Top of RECORDED INFORMATION

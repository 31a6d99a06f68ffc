//! Notifications
//!
//! Fired best-effort and never gate a version transition. Each notifier
//! renders its title/message templates with `{{ service_id }}` and
//! `{{ version }}` and retries up to `max_tries`.

use crate::context::WatchContext;
use crate::error::{ActionError, ConfigErrors};
use crate::options::{DEFAULT_NOTIFY_MESSAGE, DEFAULT_NOTIFY_TITLE};
use async_trait::async_trait;
use futures::future::join_all;
use serde::{Deserialize, Serialize};
use serde_json::json;
use std::fmt;
use std::sync::Arc;
use verwatch_filter::{render, TemplateContext};

/// What to send
///
/// Overrides replace the notifier's templates; both are still rendered.
#[derive(Debug, Clone, Default, PartialEq, Eq)]
pub struct Notification {
    /// Service the notification is about
    pub service_id: String,
    /// Version the notification is about
    pub version: String,
    /// Title override
    pub title: Option<String>,
    /// Message override
    pub message: Option<String>,
}

impl Notification {
    /// New-release notification using the notifier's templates
    #[must_use]
    pub fn release(service_id: impl Into<String>, version: impl Into<String>) -> Self {
        Self {
            service_id: service_id.into(),
            version: version.into(),
            ..Self::default()
        }
    }

    /// Failure notification with an explicit title and message
    #[must_use]
    pub fn failure(
        service_id: impl Into<String>,
        version: impl Into<String>,
        title: impl Into<String>,
        message: impl Into<String>,
    ) -> Self {
        Self {
            service_id: service_id.into(),
            version: version.into(),
            title: Some(title.into()),
            message: Some(message.into()),
        }
    }
}

/// Outbound notification channel
#[async_trait]
pub trait Notifier: Send + Sync + fmt::Debug {
    /// Key in the service's notify map
    fn id(&self) -> &str;

    /// Validate configuration, paths are prefixed with `prefix`
    fn check_values(&self, prefix: &str) -> ConfigErrors {
        let _ = prefix;
        ConfigErrors::new()
    }

    /// Deliver one notification
    ///
    /// # Errors
    /// - `ActionError` once every try failed
    async fn send(&self, note: &Notification, ctx: &WatchContext) -> Result<(), ActionError>;
}

/// Notifier kind
#[derive(Debug, Clone, Copy, Default, PartialEq, Eq, Serialize, Deserialize)]
#[serde(rename_all = "lowercase")]
pub enum NotifierKind {
    /// Slack incoming webhook, `{"text": ...}`
    Slack,
    /// Gotify server, `POST {url}/message?token=`
    Gotify,
    /// Generic JSON POST
    #[default]
    Webhook,
}

/// HTTP notifier
#[derive(Debug, Clone, PartialEq, Eq)]
pub struct WebNotifier {
    id: String,
    kind: NotifierKind,
    url: String,
    token: Option<String>,
    title: String,
    message: String,
    max_tries: u32,
}

impl WebNotifier {
    /// Create new notifier with the default templates and 3 tries
    #[must_use]
    pub fn new(id: impl Into<String>, kind: NotifierKind, url: impl Into<String>) -> Self {
        Self {
            id: id.into(),
            kind,
            url: url.into(),
            token: None,
            title: DEFAULT_NOTIFY_TITLE.to_string(),
            message: DEFAULT_NOTIFY_MESSAGE.to_string(),
            max_tries: 3,
        }
    }

    /// Set the access token (Gotify)
    #[must_use]
    pub fn with_token(mut self, token: impl Into<String>) -> Self {
        self.token = Some(token.into());
        self
    }

    /// Set the title template
    #[must_use]
    pub fn with_title(mut self, title: impl Into<String>) -> Self {
        self.title = title.into();
        self
    }

    /// Set the message template
    #[must_use]
    pub fn with_message(mut self, message: impl Into<String>) -> Self {
        self.message = message.into();
        self
    }

    /// Set the number of tries
    #[inline]
    #[must_use]
    pub fn with_max_tries(mut self, tries: u32) -> Self {
        self.max_tries = tries;
        self
    }

    /// Rendered `(title, message)`
    #[must_use]
    pub fn render(&self, note: &Notification) -> (String, String) {
        let template = TemplateContext::new(&note.service_id, &note.version);
        let title = note.title.as_deref().unwrap_or(&self.title);
        let message = note.message.as_deref().unwrap_or(&self.message);
        (render(title, &template), render(message, &template))
    }

    fn request(&self, note: &Notification, ctx: &WatchContext) -> reqwest::RequestBuilder {
        let (title, message) = self.render(note);
        let http = ctx.http(false);
        let request = match self.kind {
            NotifierKind::Slack => http.post(&self.url).json(&json!({ "text": message })),
            NotifierKind::Gotify => {
                let url = format!("{}/message", self.url.trim_end_matches('/'));
                http.post(url)
                    .query(&[("token", self.token.as_deref().unwrap_or_default())])
                    .json(&json!({ "title": title, "message": message, "priority": 5 }))
            }
            NotifierKind::Webhook => http.post(&self.url).json(&json!({
                "service_id": note.service_id,
                "version": note.version,
                "title": title,
                "message": message,
            })),
        };
        request.timeout(ctx.timing().request_timeout)
    }
}

#[async_trait]
impl Notifier for WebNotifier {
    fn id(&self) -> &str {
        &self.id
    }

    fn check_values(&self, prefix: &str) -> ConfigErrors {
        let mut errs = ConfigErrors::new();
        let prefix = format!("{prefix}.{}", self.id);
        if self.url.is_empty() {
            errs.push(format!("{prefix}.url"), "<required>");
        }
        if self.kind == NotifierKind::Gotify && self.token.as_deref().map_or(true, str::is_empty) {
            errs.push(format!("{prefix}.token"), "<required> (gotify)");
        }
        if self.max_tries == 0 {
            errs.push(format!("{prefix}.max_tries"), "must be at least 1");
        }
        errs
    }

    async fn send(&self, note: &Notification, ctx: &WatchContext) -> Result<(), ActionError> {
        let tries = self.max_tries.max(1);
        let mut attempt = 0;
        loop {
            attempt += 1;
            let result = match self.request(note, ctx).send().await {
                Ok(response) if response.status().is_success() => Ok(()),
                Ok(response) => {
                    let status = response.status().as_u16();
                    Err(ActionError::UnexpectedResponse {
                        status,
                        desired: "2XX".to_string(),
                        body: response.text().await.unwrap_or_default(),
                    })
                }
                Err(err) => Err(ActionError::Request(err)),
            };
            match result {
                Ok(()) => return Ok(()),
                Err(err) if attempt >= tries => {
                    return Err(ActionError::Exhausted {
                        tries,
                        target: self.id.clone(),
                        last: Box::new(err),
                    });
                }
                Err(err) => {
                    tracing::debug!(service = %note.service_id, notify = %self.id, attempt, error = %err, "notify try failed");
                    tokio::time::sleep(ctx.timing().webhook_backoff).await;
                }
            }
        }
    }
}

/// Send to every notifier concurrently, logging failures
///
/// Returns the number of notifiers that failed.
pub async fn send_all(
    notifiers: &[Arc<dyn Notifier>],
    note: &Notification,
    ctx: &WatchContext,
) -> usize {
    let results = join_all(notifiers.iter().map(|n| async move {
        let result = n.send(note, ctx).await;
        (n.id().to_string(), result)
    }))
    .await;

    let mut failed = 0;
    for (id, result) in results {
        if let Err(err) = result {
            failed += 1;
            tracing::error!(service = %note.service_id, notify = %id, error = %err, "notification failed");
        }
    }
    failed
}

Bottom of RECORDED INFORMATION

EXERCISE OBJECTIVE
Show me every line in the data above that includes "notifiers".

WRITTEN ANSWER
/// Returns the number of notifiers that failed.
    notifiers: &[Arc<dyn Notifier>],
    let results = join_all(notifiers.iter().map(|n| async move {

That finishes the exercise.